P - O senhor freou a farra do curso de Direito e agora anuncia uma fiscalização rigorosa sobre esses cursos. A Ordem conta com o apoio do governo federal nesta iniciativa?
R - Essa é uma luta que travei no primeiro instante da minha gestão. No meu discurso de posse, denunciamos à Nação este descalabro que temos em vários cursos de Direito do país. São 742 cursos de Direito e 70 mil bacharéis de Direito são colocados no mercado a cada ano. Daqui há dois anos teremos 140 mil bacharéis sendo despejados no mercado. Em contrapartida, temos um exame de Ordem que reprova 80% dos candidatos. Um exame simples que existe meramente para aferir a capacidade postulatória daquele que sai da faculdade. E tem outro problema: os concursos públicos para a magistratura no Ministério Público não conseguem prover as vagas que existem. Estamos com 120 comarcas da Bahia sem juiz de Direito porque os concursos não conseguem mais prover pessoas adequadas para o cumprimento da função da magistratura. Então a situação é um descalabro; é grave. É um estelionatário que está sendo feito ao jovem brasileiro. Mas, conseguimos frear esta farra dos cursos porque o ministro da Educação, Tarso Genro, que é advogado de vanguarda, teve a sensibilidade de atender o pedido de suspensão da OAB. Agora, teremos essa medida de fiscalização efetiva desses cursos que estão aí e por certo eu posso dizer que muitos deles vão ter que fechar. Foi o maior avanço neste campo que a Ordem teve nos últimos anos. O Paraná, no último concurso da Ordem, aprovou 13% dos candidatos reprovou 87% dos candidatos. Logo seremos a maior corporação do mundo de advogados. Hoje só perdemos para os Estados Unidos, que tem 150 mil advogados a mais que o Brasil.
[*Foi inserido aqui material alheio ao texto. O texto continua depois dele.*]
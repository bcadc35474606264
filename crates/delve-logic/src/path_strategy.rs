//! Route-shaping passes applied after the shortest-path search.
//!
//! Strategies never re-run the search. They walk the interior of a finished
//! path and swap individual cells for a nearby alternative, re-stitching
//! the path so it still consists of single cardinal steps.

use serde::{Deserialize, Serialize};

use crate::grid::Point;
use crate::pathfinding::GridMap;

/// Named post-processing policy for a raw shortest path.
#[derive(Debug, Clone, Copy, Default, PartialEq, Eq, Hash, Serialize, Deserialize)]
pub enum PathStrategy {
    /// Shortest path as found.
    #[default]
    Direct,
    /// Step around cells held by movement-blocking entities.
    AvoidEntities,
    /// Reserved for corridor-width preferences; currently leaves the path as is.
    PreferOpen,
    /// Step around cells the designated observer can see.
    Stealthy,
}

impl PathStrategy {
    pub fn all() -> &'static [PathStrategy] {
        &[
            PathStrategy::Direct,
            PathStrategy::AvoidEntities,
            PathStrategy::PreferOpen,
            PathStrategy::Stealthy,
        ]
    }

    pub fn name(self) -> &'static str {
        match self {
            PathStrategy::Direct => "direct",
            PathStrategy::AvoidEntities => "avoid_entities",
            PathStrategy::PreferOpen => "prefer_open",
            PathStrategy::Stealthy => "stealthy",
        }
    }
}

impl std::fmt::Display for PathStrategy {
    fn fmt(&self, f: &mut std::fmt::Formatter<'_>) -> std::fmt::Result {
        f.write_str(self.name())
    }
}

/// Apply `strategy` to `path`. Endpoints are never moved.
pub fn apply_strategy<G: GridMap + ?Sized>(
    grid: &G,
    path: Vec<Point>,
    strategy: PathStrategy,
    detour_radius: u32,
) -> Vec<Point> {
    match strategy {
        PathStrategy::Direct | PathStrategy::PreferOpen => path,
        PathStrategy::AvoidEntities => {
            reroute_interior(grid, path, detour_radius, &|p: Point| grid.is_occupied(p))
        }
        PathStrategy::Stealthy => {
            reroute_interior(grid, path, detour_radius, &|p: Point| grid.is_observed(p))
        }
    }
}

fn reroute_interior<G: GridMap + ?Sized>(
    grid: &G,
    mut path: Vec<Point>,
    radius: u32,
    avoid: &dyn Fn(Point) -> bool,
) -> Vec<Point> {
    let mut i = 1;
    while i + 1 < path.len() {
        if !avoid(path[i]) {
            i += 1;
            continue;
        }
        match find_detour(grid, &path, i, radius, avoid) {
            Some(replacement) => {
                let len = replacement.len();
                path.splice(i..=i, replacement);
                i += len;
            }
            None => i += 1,
        }
    }
    path
}

/// Replacement cells for `path[i]`: a neighbour of it within `radius` of
/// both path neighbours, plus the bridging cells that keep steps cardinal.
fn find_detour<G: GridMap + ?Sized>(
    grid: &G,
    path: &[Point],
    i: usize,
    radius: u32,
    avoid: &dyn Fn(Point) -> bool,
) -> Option<Vec<Point>> {
    let prev = path[i - 1];
    let current = path[i];
    let next = path[i + 1];
    let usable =
        |p: Point| grid.is_passable(p) && !avoid(p) && p != current && !path.contains(&p);

    for candidate in current.cardinal_neighbors() {
        if !usable(candidate) {
            continue;
        }
        if candidate.manhattan(prev) > radius || candidate.manhattan(next) > radius {
            continue;
        }
        let Some(before) = bridge(prev, candidate, &usable) else {
            continue;
        };
        let Some(after) = bridge(candidate, next, &usable) else {
            continue;
        };
        let mut replacement = before;
        replacement.push(candidate);
        replacement.extend(after);
        return Some(replacement);
    }
    None
}

/// Cells strictly between `from` and `to` that make the hop cardinal.
fn bridge(from: Point, to: Point, usable: &dyn Fn(Point) -> bool) -> Option<Vec<Point>> {
    match from.manhattan(to) {
        1 => Some(Vec::new()),
        2 if from.x == to.x || from.y == to.y => {
            let mid = Point::new((from.x + to.x) / 2, (from.y + to.y) / 2);
            usable(mid).then(|| vec![mid])
        }
        2 => [Point::new(from.x, to.y), Point::new(to.x, from.y)]
            .into_iter()
            .find(|&corner| usable(corner))
            .map(|corner| vec![corner]),
        _ => None,
    }
}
P - Ponta Grossa é exemplo para o Brasil ao realizar um seminário para discutir a violência urbana. Como o senhor vê esta iniciativa?
R - Não podemos continuar como avestruz colocando a cabeça dentro da terra e deixando a tempestade passar. A tempestade está aí. A criminalidade aumenta vertiginosamente e em algumas cidades do país, como é o caso do subúrbio do Rio de Janeiro, a criminalidade já beira uma guerra civil. Hoje em dia, no fim de semana, morre muito mais jovens brasileiros no circuito Rio/São Paulo do que na guerra do Iraque, que tem incursões terroristas e tudo mais. Isto significa que a sociedade tem que estar à frente do Estado, porque o Estado é omisso e porque o Estado não está resolvendo o problema. Acredito que o seminário de Segurança Pública, como esse que foi realizado pelo Fórum de Segurança, tem muito a auxiliar a comunidade no sentido de encontrar um caminho que possa ser adequado para segurança. Nossas elites dirigentes acostumaram-se a administrar por espasmos, a varrer o lixo para debaixo do tapete, a maquiar a miséria. Só que isso tem limite - e claro está que chegamos a ele. Não há mais como varrer o lixo para debaixo do tapete por uma razão simples: o tapete ficou curto e o lixo acumulado já o ultrapassa. Na Europa, participei recentemente de um congresso mundial em Madri, e ouvi o ministro da Justiça da Espanha dizer que a segurança extrapola os limites. Hoje temos de pensar nas seguranças alimentar - não sabemos nem o que estamos comendo -, na ambiental e na cibernética, principalmente nos países de terceiro mundo, onde a exclusão social é muito grave.